Brandon Rose was ECOS President 2016-2017. During his tenure, ECOS put on a California Environmental Quality Act (CEQA) workshop, which helped to attract and train volunteers. ECOS supported Sacramento’s plastic bag ban and ethics reform ordinances. Under his leadership, ECOS also helped the City obtain a $44 million “Green City” grant to construct electric vehicle charging stations and acquire electric vehicle fleets for car sharing programs in disadvantaged neighborhoods. Also during Brandon’s board presidency, ECOS worked with Wilton Rancheria to locate their proposed casino within the County of Sacramento’s Urban Service Area, rather than a rural area. In 2017, ECOS sued Caltrans over its approval of extra lanes on US 50 without considering the environmental impacts of increased traffic, which led to a settlement providing funding for transit. Later that year, Brandon was elected to the Sacramento Municipal Utility District (SMUD) board, which has since committed to carbon neutrality by 2030.
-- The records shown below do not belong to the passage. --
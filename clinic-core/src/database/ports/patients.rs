use async_trait::async_trait;
use clinic_model::{Patient, PatientDetails, PatientId};

use crate::error::Result;

/// Single-statement patient reads and writes.
#[async_trait]
pub trait PatientsRepository: Send + Sync {
    /// Insert a patient under a freshly assigned id.
    async fn create(&self, details: &PatientDetails) -> Result<Patient>;

    /// Replace name, age and gender. `None` when no such patient exists.
    async fn update(&self, id: PatientId, details: &PatientDetails) -> Result<Option<Patient>>;

    async fn get(&self, id: PatientId) -> Result<Option<Patient>>;

    /// Case-insensitive substring match on name, ordered by name ascending.
    /// An empty term matches everyone.
    async fn search_by_name(&self, term: &str) -> Result<Vec<Patient>>;
}
pub mod postgres;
Early Career Environmentalist

Moiz Mir

Moiz Mir was the president of the Environmental Student Organization at CSUS, 2017–2019. As an intern at the Sacramento Mayor’s Office, he organized youth summits to include students’ voices in the Mayors’ Commission on Climate Change, and served on the Commission’s Community Health & Resiliency and Equity Technical Advisory Committees. He co-won a statewide “Best Practice in Student Sustainability Leadership Award” for organizing the CSUS Student Summit on Climate Change. As a student, Moiz worked with Michelle Stevens, supervising student plant experiments at Bushy Lake. With Sunrise Movement Sacramento, Moiz is engaging youth in climate justice action. Moiz recently became the first staff at 350 Sacramento, where he developed a new after-school student climate organizing program.


Climate Hero

Anne Stausboll

Anne Stausboll chaired the Mayors’ Commission on Climate Change, which presented its recommendations in June 2020. She obtained a unanimous vote on a very progressive set of recommendations, which took two years to develop. The goal is to achieve carbon neutrality in Sacramento and West Sacramento, by 2045. Anne made sure the Commission reviewed and considered everything through a lens of racial and income equity. She is inspiring us to be active with the City of Sacramento to ensure that these recommendations are incorporated into the Cities’ Climate Action Plans, and into appropriate ordinances and other city actions. As Anne says, “it is a crisis situation, and we need to act now. We want the city to start seriously adopting and acting on the recommendations. Now. It’s not something that can wait.”